Regardless of the modal or amodal format of conceptual representations, the evidence for the activation of visual representations during language processing remains intriguing. Do perceptual representations deserve a more explicit role in models of language processing than is currently the case? To answer this question, the conditions under which such representations become activated must be determined.
One hypothesis is that the activation of visual representations is a crucial component of language processing: Whenever one processes a word that refers to an object (e.g., tomato), one activates a visual representation that specifies its shape (e.g., round), and this representation forms a necessary part of the situation model assembled during comprehension. Thus, visual representations may routinely be activated during language processing (e.g., Wassenburg & Zwaan, 2010).
This claim is supported by studies showing that visual representations were activated even though they were presumably not needed for the task. For instance, in a sentence-picture verification study, Zwaan, Stanfield, and Yaxley (2002) presented participants with sentences about objects that implied that the objects had a particular shape (e.g., “The ranger saw the eagle in the sky” or “The ranger saw the eagle in the nest,” which implies that the eagle had its wings spread or tucked in, respectively). Participants more quickly decided that a subsequently viewed object (e.g., an eagle) had been mentioned in the sentence when its shape corresponded to that implied in the sentence than when these shapes mismatched. This suggests that visual representations of shape were activated. The same pattern was seen when the verification task was replaced by picture naming.
Similarly, for spatial orientation, Stanfield and Zwaan (2001) found that participants were faster to indicate that an object (e.g., a vertically oriented nail) had been mentioned in a preceding sentence when its orientation matched that implied in the sentence (e.g., “The carpenter hammered the nail into the floor”) than when these orientations mismatched (e.g., “The carpenter hammered the nail into the wall”). Recently, Zwaan and Pecher (2012) replicated the orientation and shape effects in an online study that used the sentence-picture verification task. Pecher, van Dantzig, Zwaan, and Zeelenberg (2009) observed the same effects in a memory task, in which participants read a set of sentences and then judged whether subsequently presented images had been mentioned in those sentences. Findings showed that participants’ judgments were influenced by the orientation and shape implied in sentences read 45 min earlier. This suggests that representations of shape and orientation were activated during sentence reading and retained over time.
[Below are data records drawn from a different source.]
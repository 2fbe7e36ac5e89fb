//! # Platform Configuration
//!
//! One explicit, validated configuration object built once at startup and
//! handed by reference to the target resolver, the wave planner and the
//! failover side. Nothing reads the process environment after load.
//!
//! ## Usage
//!
//! ```rust,no_run
//! use platform_rollout::config::ConfigManager;
//!
//! # fn main() -> Result<(), Box<dyn std::error::Error>> {
//! let manager = ConfigManager::load(None)?;
//! let primary = manager.config().primary_region()?;
//! println!("primary region: {}", primary.name);
//! # Ok(())
//! # }
//! ```

pub mod error;
pub mod loader;

use serde::{Deserialize, Serialize};
use std::collections::{BTreeMap, HashSet};
use std::time::Duration;

use crate::constants::defaults;
use crate::models::{default_catalog, Phase, Region, ResourceGroup, RolloutMode};

pub use error::{ConfigResult, ConfigurationError};
pub use loader::ConfigManager;

/// Root configuration document
#[derive(Debug, Clone, PartialEq, Serialize, Deserialize)]
pub struct PlatformConfig {
    pub environments: Vec<String>,
    pub regions: Vec<RegionConfig>,
    #[serde(default)]
    pub accounts: AccountsConfig,
    #[serde(default = "default_catalog")]
    pub resource_groups: Vec<ResourceGroup>,
    #[serde(default)]
    pub execution: ExecutionConfig,
    #[serde(default)]
    pub failover: FailoverConfig,
}

#[derive(Debug, Clone, PartialEq, Serialize, Deserialize)]
pub struct RegionConfig {
    pub name: String,
    #[serde(default)]
    pub primary: bool,
    #[serde(default)]
    pub mode: RolloutMode,
}

/// Per-environment account overrides with an optional default
#[derive(Debug, Clone, Default, PartialEq, Serialize, Deserialize)]
pub struct AccountsConfig {
    #[serde(default)]
    pub default: Option<String>,
    #[serde(default)]
    pub overrides: BTreeMap<String, String>,
}

#[derive(Debug, Clone, PartialEq, Serialize, Deserialize)]
#[serde(default)]
pub struct ExecutionConfig {
    /// Apply attempts per resource group before the wave is considered failed
    pub max_apply_attempts: u32,
    pub retry_base_delay_ms: u64,
    pub retry_max_delay_ms: u64,
}

impl Default for ExecutionConfig {
    fn default() -> Self {
        Self {
            max_apply_attempts: defaults::MAX_APPLY_ATTEMPTS,
            retry_base_delay_ms: defaults::RETRY_BASE_DELAY_MS,
            retry_max_delay_ms: defaults::RETRY_MAX_DELAY_MS,
        }
    }
}

impl ExecutionConfig {
    /// Capped exponential backoff before retry number `attempt` (1-based)
    pub fn backoff_for(&self, attempt: u32) -> Duration {
        let exponent = attempt.saturating_sub(1).min(16);
        let delay = self
            .retry_base_delay_ms
            .saturating_mul(1u64 << exponent)
            .min(self.retry_max_delay_ms);
        Duration::from_millis(delay)
    }
}

#[derive(Debug, Clone, PartialEq, Serialize, Deserialize)]
#[serde(default)]
pub struct FailoverConfig {
    pub zone_domain: String,
    pub record_name: String,
    pub failure_threshold: u32,
    pub probe_interval_seconds: u64,
    pub probe_port: u16,
    pub probe_path: String,
    pub probe_timeout_ms: u64,
}

impl Default for FailoverConfig {
    fn default() -> Self {
        Self {
            zone_domain: defaults::ZONE_DOMAIN.to_string(),
            record_name: defaults::RECORD_NAME.to_string(),
            failure_threshold: defaults::FAILURE_THRESHOLD,
            probe_interval_seconds: defaults::PROBE_INTERVAL_SECONDS,
            probe_port: defaults::PROBE_PORT,
            probe_path: defaults::PROBE_PATH.to_string(),
            probe_timeout_ms: defaults::PROBE_TIMEOUT_MS,
        }
    }
}

impl FailoverConfig {
    pub fn probe_interval(&self) -> Duration {
        Duration::from_secs(self.probe_interval_seconds)
    }

    pub fn probe_timeout(&self) -> Duration {
        Duration::from_millis(self.probe_timeout_ms)
    }
}

impl PlatformConfig {
    /// The single region flagged `primary`
    pub fn primary_region(&self) -> ConfigResult<&RegionConfig> {
        let mut primaries = self.regions.iter().filter(|region| region.primary);
        match (primaries.next(), primaries.next()) {
            (Some(primary), None) => Ok(primary),
            (None, _) => Err(ConfigurationError::missing_required_field(
                "regions[].primary",
                "exactly one region must be flagged primary",
            )),
            (Some(_), Some(_)) => Err(ConfigurationError::invalid_value(
                "regions[].primary",
                "multiple",
                "exactly one region must be flagged primary",
            )),
        }
    }

    pub fn regions(&self) -> Vec<Region> {
        self.regions
            .iter()
            .map(|region| Region::new(region.name.clone(), region.primary))
            .collect()
    }

    /// Rollout mode for a region; unknown regions roll out in standard mode
    pub fn mode_for(&self, region: &str) -> RolloutMode {
        self.regions
            .iter()
            .find(|candidate| candidate.name == region)
            .map(|candidate| candidate.mode)
            .unwrap_or_default()
    }

    pub fn validate(&self) -> ConfigResult<()> {
        if self.environments.is_empty() {
            return Err(ConfigurationError::missing_required_field(
                "environments",
                "platform configuration",
            ));
        }
        ensure_unique_names("environments", self.environments.iter().map(String::as_str))?;

        if self.regions.is_empty() {
            return Err(ConfigurationError::missing_required_field(
                "regions",
                "platform configuration",
            ));
        }
        ensure_unique_names("regions", self.regions.iter().map(|r| r.name.as_str()))?;
        self.primary_region()?;

        if let Some(default) = &self.accounts.default {
            if default.trim().is_empty() {
                return Err(ConfigurationError::invalid_value(
                    "accounts.default",
                    default.clone(),
                    "default account id must not be empty",
                ));
            }
        }
        for (environment, account) in &self.accounts.overrides {
            if account.trim().is_empty() {
                return Err(ConfigurationError::invalid_value(
                    format!("accounts.overrides.{environment}"),
                    account.clone(),
                    "account id must not be empty",
                ));
            }
        }

        ensure_unique_names(
            "resource_groups",
            self.resource_groups.iter().map(|g| g.id.as_str()),
        )?;
        for phase in Phase::ALL {
            if !self.resource_groups.iter().any(|group| group.phase == phase) {
                return Err(ConfigurationError::invalid_value(
                    "resource_groups",
                    phase.as_str(),
                    "every phase needs at least one resource group",
                ));
            }
        }

        if self.execution.max_apply_attempts == 0 {
            return Err(ConfigurationError::invalid_value(
                "execution.max_apply_attempts",
                "0",
                "at least one apply attempt is required",
            ));
        }
        if self.failover.failure_threshold == 0 {
            return Err(ConfigurationError::invalid_value(
                "failover.failure_threshold",
                "0",
                "failure threshold must be greater than 0",
            ));
        }
        if self.failover.probe_interval_seconds == 0 {
            return Err(ConfigurationError::invalid_value(
                "failover.probe_interval_seconds",
                "0",
                "probe interval must be greater than 0",
            ));
        }

        Ok(())
    }
}

fn ensure_unique_names<'a>(
    field: &str,
    names: impl Iterator<Item = &'a str>,
) -> ConfigResult<()> {
    let mut seen = HashSet::new();
    for name in names {
        if name.trim().is_empty() {
            return Err(ConfigurationError::invalid_value(
                field,
                name,
                "names must not be empty",
            ));
        }
        if !seen.insert(name) {
            return Err(ConfigurationError::invalid_value(
                field,
                name,
                "names must be unique",
            ));
        }
    }
    Ok(())
}
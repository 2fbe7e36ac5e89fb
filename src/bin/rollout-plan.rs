//! # Rollout Plan Inspector
//!
//! Validates a platform configuration file and prints the resolved deployment
//! targets and their wave plans, including every approval gate, without
//! touching any infrastructure.

use anyhow::Context;
use clap::{Parser, Subcommand, ValueEnum};
use platform_rollout::config::ConfigManager;
use platform_rollout::logging::{init_structured_logging, LogFormat};
use platform_rollout::orchestration::{validate_plan, TargetPlan, TargetResolver, WavePlanner};
use std::path::PathBuf;
use std::process::ExitCode;
use tracing::error;

#[derive(Parser)]
#[command(name = "rollout-plan")]
#[command(about = "Inspect rollout targets and wave plans for a platform configuration")]
#[command(version = env!("CARGO_PKG_VERSION"))]
struct Cli {
    /// Configuration file (default: config/rollout.yaml)
    #[arg(short, long)]
    config: Option<PathBuf>,

    /// Output format
    #[arg(long, value_enum, default_value_t = OutputFormat::Table)]
    format: OutputFormat,

    /// Verbose output level (use multiple times for more verbosity)
    #[arg(short, long, action = clap::ArgAction::Count)]
    verbose: u8,

    #[command(subcommand)]
    command: Option<Commands>,
}

#[derive(Subcommand)]
enum Commands {
    /// Print every wave of every target with its gates (default)
    Plan,
    /// Print resolved targets only
    Targets,
    /// Print the loaded configuration with account ids masked
    Config,
}

#[derive(Clone, Copy, PartialEq, Eq, ValueEnum)]
enum OutputFormat {
    Table,
    Json,
}

fn main() -> ExitCode {
    let cli = Cli::parse();

    if cli.verbose > 0 {
        std::env::set_var(
            "RUST_LOG",
            match cli.verbose {
                1 => "info",
                2 => "debug",
                _ => "trace",
            },
        );
        init_structured_logging("development", LogFormat::Pretty);
    }

    match run(&cli) {
        Ok(()) => ExitCode::SUCCESS,
        Err(e) => {
            error!(error = %e, "rollout-plan failed");
            eprintln!("❌ {e:#}");
            ExitCode::FAILURE
        }
    }
}

fn run(cli: &Cli) -> anyhow::Result<()> {
    let manager = ConfigManager::load(cli.config.as_deref()).context("invalid configuration")?;
    let config = manager.config();

    match cli.command.as_ref().unwrap_or(&Commands::Plan) {
        Commands::Config => {
            println!("{}", serde_json::to_string_pretty(&manager.sanitized())?);
        }
        Commands::Targets => {
            let targets = TargetResolver::from_config(config)?;
            match cli.format {
                OutputFormat::Json => println!("{}", serde_json::to_string_pretty(&targets)?),
                OutputFormat::Table => {
                    println!("{:<28} {:<16} {:<8} {:<18}", "TARGET", "ENVIRONMENT", "PRIMARY", "MODE");
                    for target in &targets {
                        println!(
                            "{:<28} {:<16} {:<8} {:<18}",
                            target.id(),
                            target.environment,
                            target.region.is_primary,
                            config.mode_for(&target.region.name).to_string()
                        );
                    }
                }
            }
        }
        Commands::Plan => {
            let planner = WavePlanner::new(config.resource_groups.clone())?;
            let plans = TargetResolver::from_config(config)?
                .iter()
                .map(|target| {
                    let plan = planner.plan(target, config.mode_for(&target.region.name));
                    validate_plan(&plan)?;
                    Ok(plan)
                })
                .collect::<platform_rollout::Result<Vec<TargetPlan>>>()?;

            match cli.format {
                OutputFormat::Json => println!("{}", serde_json::to_string_pretty(&plans)?),
                OutputFormat::Table => print_plans(&plans),
            }
        }
    }

    Ok(())
}

fn print_plans(plans: &[TargetPlan]) {
    for plan in plans {
        println!("\n🎯 {} ({})", plan.target_id(), plan.mode);
        println!("  {:<3} {:<15} {:<36} GATES", "#", "WAVE", "GROUPS");
        for wave in &plan.waves {
            let gates = wave.manual_gate_ids();
            println!(
                "  {:<3} {:<15} {:<36} {}",
                wave.index,
                wave.name(),
                wave.group_ids().join(", "),
                if gates.is_empty() {
                    "open".to_string()
                } else {
                    gates.join(", ")
                }
            );
        }
    }
}
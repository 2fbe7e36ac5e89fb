use serde::{Deserialize, Serialize};
use std::fmt;

use crate::error::{Result, RolloutError};

/// Account identifier bound to an environment (billing/security isolation boundary)
#[derive(Debug, Clone, PartialEq, Eq, Hash, PartialOrd, Ord, Serialize, Deserialize)]
#[serde(try_from = "String", into = "String")]
pub struct AccountId(String);

impl AccountId {
    /// Build an account id, rejecting empty or whitespace-only values
    pub fn new(value: impl Into<String>) -> Result<Self> {
        let value = value.into();
        let trimmed = value.trim();
        if trimmed.is_empty() {
            return Err(RolloutError::configuration(
                "account id must not be empty",
            ));
        }
        Ok(Self(trimmed.to_string()))
    }

    pub fn as_str(&self) -> &str {
        &self.0
    }

    /// Account id safe for log output: only the last four characters survive
    pub fn masked(&self) -> String {
        let visible: String = self
            .0
            .chars()
            .rev()
            .take(4)
            .collect::<Vec<_>>()
            .into_iter()
            .rev()
            .collect();
        format!("****{visible}")
    }
}

impl TryFrom<String> for AccountId {
    type Error = RolloutError;

    fn try_from(value: String) -> Result<Self> {
        Self::new(value)
    }
}

impl From<AccountId> for String {
    fn from(value: AccountId) -> Self {
        value.0
    }
}

impl fmt::Display for AccountId {
    fn fmt(&self, f: &mut fmt::Formatter<'_>) -> fmt::Result {
        f.write_str(&self.0)
    }
}

/// Logical deployment tier with its resolved account
#[derive(Debug, Clone, PartialEq, Eq, Hash, Serialize, Deserialize)]
pub struct Environment {
    pub name: String,
    pub account: AccountId,
}

impl Environment {
    pub fn new(name: impl Into<String>, account: AccountId) -> Self {
        Self {
            name: name.into(),
            account,
        }
    }
}
use platform_rollout::config::{ConfigManager, ConfigurationError};
use platform_rollout::models::RolloutMode;
use platform_rollout::orchestration::TargetResolver;
use std::io::Write;
use std::path::PathBuf;

fn sample_config_path() -> PathBuf {
    PathBuf::from(env!("CARGO_MANIFEST_DIR")).join("config/rollout.yaml")
}

#[test]
fn test_shipped_sample_config_resolves_six_targets() {
    let manager = ConfigManager::load(Some(&sample_config_path())).unwrap();
    let config = manager.config();

    assert_eq!(config.primary_region().unwrap().name, "us-east-1");
    assert_eq!(config.mode_for("eu-west-1"), RolloutMode::DisasterRecovery);

    let targets = TargetResolver::from_config(config).unwrap();
    assert_eq!(targets.len(), 6);
    assert!(targets
        .iter()
        .filter(|target| target.environment == "prod")
        .all(|target| target.account.as_str() == "222222222222"));
}

#[test]
fn test_environment_overrides_file_values() {
    let mut file = tempfile::Builder::new().suffix(".yaml").tempfile().unwrap();
    file.write_all(
        br#"
environments: [dev]
regions:
  - name: us-east-1
    primary: true
accounts:
  default: "111111111111"
"#,
    )
    .unwrap();

    std::env::set_var("ROLLOUT__FAILOVER__FAILURE_THRESHOLD", "5");
    let loaded = ConfigManager::load(Some(file.path()));
    std::env::remove_var("ROLLOUT__FAILOVER__FAILURE_THRESHOLD");

    let manager = loaded.unwrap();
    assert_eq!(manager.config().failover.failure_threshold, 5);
    assert_eq!(manager.config().failover.probe_interval_seconds, 30);
}

#[test]
fn test_two_primaries_are_rejected() {
    let result = ConfigManager::from_yaml_str(
        r#"
environments: [dev]
regions:
  - name: us-east-1
    primary: true
  - name: us-west-2
    primary: true
"#,
    );
    assert!(matches!(result, Err(ConfigurationError::InvalidValue { .. })));
}
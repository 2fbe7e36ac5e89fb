use serde::{Deserialize, Serialize};
use std::fmt;

use super::{AccountId, Region};
use crate::constants::ids;

/// One (environment, region, account) combination, scheduled independently
#[derive(Debug, Clone, PartialEq, Eq, Hash, Serialize, Deserialize)]
pub struct DeploymentTarget {
    pub environment: String,
    pub region: Region,
    pub account: AccountId,
}

impl DeploymentTarget {
    pub fn new(environment: impl Into<String>, region: Region, account: AccountId) -> Self {
        Self {
            environment: environment.into(),
            region,
            account,
        }
    }

    /// Stable identifier of the form `environment/region`
    pub fn id(&self) -> String {
        ids::target_id(&self.environment, &self.region.name)
    }
}

impl fmt::Display for DeploymentTarget {
    fn fmt(&self, f: &mut fmt::Formatter<'_>) -> fmt::Result {
        write!(f, "{} ({})", self.id(), self.account.masked())
    }
}
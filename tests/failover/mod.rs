//! Failover Integration Tests
//!
//! Health hysteresis, routing derivation, and hosted zone ownership driven
//! through the controller built from platform configuration.

pub mod failover_scenarios_test;
pub mod health_monitor_test;
#![allow(dead_code)]

pub mod builders;
pub mod mock_provider;
pub mod strategies;

pub use builders::*;
pub use mock_provider::*;

use std::time::Duration;

/// Poll `condition` until it holds or `timeout` elapses
pub async fn wait_for(timeout: Duration, mut condition: impl FnMut() -> bool) -> bool {
    let deadline = tokio::time::Instant::now() + timeout;
    while tokio::time::Instant::now() < deadline {
        if condition() {
            return true;
        }
        tokio::time::sleep(Duration::from_millis(5)).await;
    }
    condition()
}
//! # Rollout Coordinator
//!
//! Entry point of the deployment side. `trigger` resolves every target,
//! plans its waves, validates output wiring and provider coverage, and only
//! then spawns one independent pipeline task per target. Any plan-time error
//! aborts the whole rollout before a single apply.
//!
//! The returned [`RolloutHandle`] is the operator surface of a running
//! rollout: approval signals, cancellation, status queries, and the final
//! [`RolloutReport`].
//!
//! ```rust,no_run
//! use platform_rollout::config::ConfigManager;
//! use platform_rollout::orchestration::RolloutCoordinator;
//! use platform_rollout::registry::{ProviderRegistry, ResourceGroupProvider};
//! use std::sync::Arc;
//!
//! # async fn example(provider: Arc<dyn ResourceGroupProvider>) -> Result<(), Box<dyn std::error::Error>> {
//! let config = ConfigManager::load(None)?.shared();
//! let coordinator = RolloutCoordinator::new(config, ProviderRegistry::with_fallback(provider))?;
//!
//! let handle = coordinator.trigger("9f3c2e1")?;
//! handle.approve("prod/us-east-1", "prod/us-east-1/data-identity-approval")?;
//! let report = handle.wait().await;
//! println!("all succeeded: {}", report.all_succeeded());
//! # Ok(())
//! # }
//! ```

use chrono::{DateTime, Utc};
use std::sync::Arc;
use tokio::task::JoinHandle;
use tracing::{error, info};
use uuid::Uuid;

use crate::config::PlatformConfig;
use crate::error::{Result, RolloutError};
use crate::orchestration::event_publisher::EventPublisher;
use crate::orchestration::gate_evaluator::GateEvaluator;
use crate::orchestration::output_wiring::validate_plan;
use crate::orchestration::stage_executor::{PipelineTracker, SharedTracker, StageExecutor};
use crate::orchestration::target_resolver::TargetResolver;
use crate::orchestration::types::{
    ApprovalOutcome, GateStatus, RolloutEvent, RolloutReport, TargetOutcome, TargetPlan,
    TargetReport, TargetStatus,
};
use crate::orchestration::wave_planner::WavePlanner;
use crate::registry::ProviderRegistry;
use crate::state_machine::TargetState;
use crate::utils::CancellationSignal;

#[derive(Debug)]
pub struct RolloutCoordinator {
    config: Arc<PlatformConfig>,
    planner: WavePlanner,
    registry: ProviderRegistry,
    events: EventPublisher,
}

impl RolloutCoordinator {
    pub fn new(config: Arc<PlatformConfig>, registry: ProviderRegistry) -> Result<Self> {
        config.validate()?;
        let planner = WavePlanner::new(config.resource_groups.clone())?;
        Ok(Self {
            config,
            planner,
            registry,
            events: EventPublisher::new(),
        })
    }

    pub fn with_event_publisher(mut self, events: EventPublisher) -> Self {
        self.events = events;
        self
    }

    pub fn events(&self) -> &EventPublisher {
        &self.events
    }

    pub fn config(&self) -> &PlatformConfig {
        &self.config
    }

    /// Plan every target without side effects
    pub fn plan(&self) -> Result<Vec<TargetPlan>> {
        let targets = TargetResolver::from_config(&self.config)?;
        self.registry.ensure_covers(self.planner.catalog())?;

        targets
            .iter()
            .map(|target| {
                let plan = self
                    .planner
                    .plan(target, self.config.mode_for(&target.region.name));
                validate_plan(&plan)?;
                Ok(plan)
            })
            .collect()
    }

    /// Start a rollout of `revision` to every resolved target
    pub fn trigger(&self, revision: impl Into<String>) -> Result<RolloutHandle> {
        let revision = revision.into();
        if revision.trim().is_empty() {
            return Err(RolloutError::configuration("revision must not be empty"));
        }

        let plans = self.plan()?;
        let rollout_id = Uuid::new_v4();
        let started_at = Utc::now();

        info!(
            rollout_id = %rollout_id,
            revision = %revision,
            targets = plans.len(),
            "🚀 Triggering rollout"
        );
        self.events.publish(RolloutEvent::RolloutStarted {
            rollout_id,
            revision: revision.clone(),
            targets: plans.len(),
        });

        let executor = StageExecutor::new(
            self.registry.clone(),
            self.config.execution.clone(),
            self.events.clone(),
        );

        let pipelines = plans
            .into_iter()
            .map(|plan| {
                let pipeline = Arc::new(TargetPipeline {
                    target_id: plan.target_id(),
                    gates: GateEvaluator::for_plan(&plan),
                    cancel: CancellationSignal::new(),
                    tracker: Arc::new(PipelineTracker::new(plan.target_id())),
                    plan,
                });

                let task = {
                    let executor = executor.clone();
                    let pipeline = Arc::clone(&pipeline);
                    let revision = revision.clone();
                    tokio::spawn(async move {
                        executor
                            .run(
                                &pipeline.plan,
                                &revision,
                                &pipeline.gates,
                                &pipeline.cancel,
                                &pipeline.tracker,
                            )
                            .await
                    })
                };

                (pipeline, task)
            })
            .collect();

        Ok(RolloutHandle {
            rollout_id,
            revision,
            started_at,
            pipelines,
            events: self.events.clone(),
        })
    }
}

#[derive(Debug)]
struct TargetPipeline {
    target_id: String,
    plan: TargetPlan,
    gates: GateEvaluator,
    cancel: CancellationSignal,
    tracker: SharedTracker,
}

/// Operator handle onto a running rollout
#[derive(Debug)]
pub struct RolloutHandle {
    rollout_id: Uuid,
    revision: String,
    started_at: DateTime<Utc>,
    pipelines: Vec<(Arc<TargetPipeline>, JoinHandle<TargetReport>)>,
    events: EventPublisher,
}

impl RolloutHandle {
    pub fn rollout_id(&self) -> Uuid {
        self.rollout_id
    }

    pub fn revision(&self) -> &str {
        &self.revision
    }

    /// Target ids in resolution order
    pub fn target_ids(&self) -> Vec<String> {
        self.pipelines
            .iter()
            .map(|(pipeline, _)| pipeline.target_id.clone())
            .collect()
    }

    fn pipeline(&self, target_id: &str) -> Result<&TargetPipeline> {
        self.pipelines
            .iter()
            .map(|(pipeline, _)| pipeline.as_ref())
            .find(|pipeline| pipeline.target_id == target_id)
            .ok_or_else(|| RolloutError::UnknownTarget(target_id.to_string()))
    }

    /// Deliver an approval signal. Approving an approved gate is a no-op.
    pub fn approve(&self, target_id: &str, gate_id: &str) -> Result<ApprovalOutcome> {
        let pipeline = self.pipeline(target_id)?;
        let outcome = pipeline.gates.approve(gate_id)?;

        if outcome == ApprovalOutcome::Approved {
            self.events.publish(RolloutEvent::GateApproved {
                target_id: target_id.to_string(),
                gate_id: gate_id.to_string(),
            });
        }
        Ok(outcome)
    }

    /// Gates of the target's plan that still need an approval
    pub fn pending_gates(&self, target_id: &str) -> Result<Vec<String>> {
        let pipeline = self.pipeline(target_id)?;
        Ok(pipeline
            .plan
            .gate_ids()
            .into_iter()
            .filter(|gate_id| pipeline.gates.status(gate_id) == Some(GateStatus::Pending))
            .collect())
    }

    /// Stop one target at its next wave boundary
    pub fn cancel_target(&self, target_id: &str) -> Result<()> {
        let pipeline = self.pipeline(target_id)?;
        info!(rollout_id = %self.rollout_id, target_id = %target_id, "🛑 Cancelling target");
        pipeline.cancel.cancel();
        Ok(())
    }

    pub fn cancel(&self) {
        info!(rollout_id = %self.rollout_id, "🛑 Cancelling rollout");
        for (pipeline, _) in &self.pipelines {
            pipeline.cancel.cancel();
        }
    }

    pub fn status(&self, target_id: &str) -> Result<TargetStatus> {
        Ok(self.pipeline(target_id)?.tracker.snapshot())
    }

    pub fn statuses(&self) -> Vec<TargetStatus> {
        self.pipelines
            .iter()
            .map(|(pipeline, _)| pipeline.tracker.snapshot())
            .collect()
    }

    /// True once every pipeline task has returned
    pub fn is_finished(&self) -> bool {
        self.pipelines.iter().all(|(_, task)| task.is_finished())
    }

    /// Wait for every pipeline and collect the report
    pub async fn wait(self) -> RolloutReport {
        let mut targets = Vec::with_capacity(self.pipelines.len());

        for (pipeline, task) in self.pipelines {
            let report = match task.await {
                Ok(report) => report,
                Err(join_error) => {
                    error!(
                        target_id = %pipeline.target_id,
                        error = %join_error,
                        "❌ Target pipeline task aborted"
                    );
                    let snapshot = pipeline.tracker.snapshot();
                    TargetReport {
                        target_id: pipeline.target_id.clone(),
                        outcome: TargetOutcome::Failed {
                            wave: snapshot.current_wave.unwrap_or_default(),
                            group: String::new(),
                            reason: format!("pipeline task aborted: {join_error}"),
                        },
                        applied_groups: snapshot.applied_groups,
                        outputs: Default::default(),
                    }
                }
            };
            targets.push(report);
        }

        let report = RolloutReport {
            rollout_id: self.rollout_id,
            revision: self.revision,
            started_at: self.started_at,
            finished_at: Utc::now(),
            targets,
        };

        info!(
            rollout_id = %report.rollout_id,
            succeeded = report.count_in(TargetState::Succeeded),
            failed = report.count_in(TargetState::Failed),
            cancelled = report.count_in(TargetState::Cancelled),
            "🏁 Rollout finished"
        );
        self.events.publish(RolloutEvent::RolloutFinished {
            rollout_id: report.rollout_id,
            succeeded: report.count_in(TargetState::Succeeded),
            failed: report.count_in(TargetState::Failed),
            cancelled: report.count_in(TargetState::Cancelled),
        });

        report
    }
}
An alternative hypothesis is that visual representations are not crucial for language comprehension. Visual representations become activated during language processing, but this may be a by-product of the way information cascades through the cognitive system (Mahon & Caramazza, 2008). Moreover, whether or to what extent visual representations are activated may depend on the particular situation in which a concept is instantiated. According to this hypothesis, the activation of visual representations can be limited to certain task situations.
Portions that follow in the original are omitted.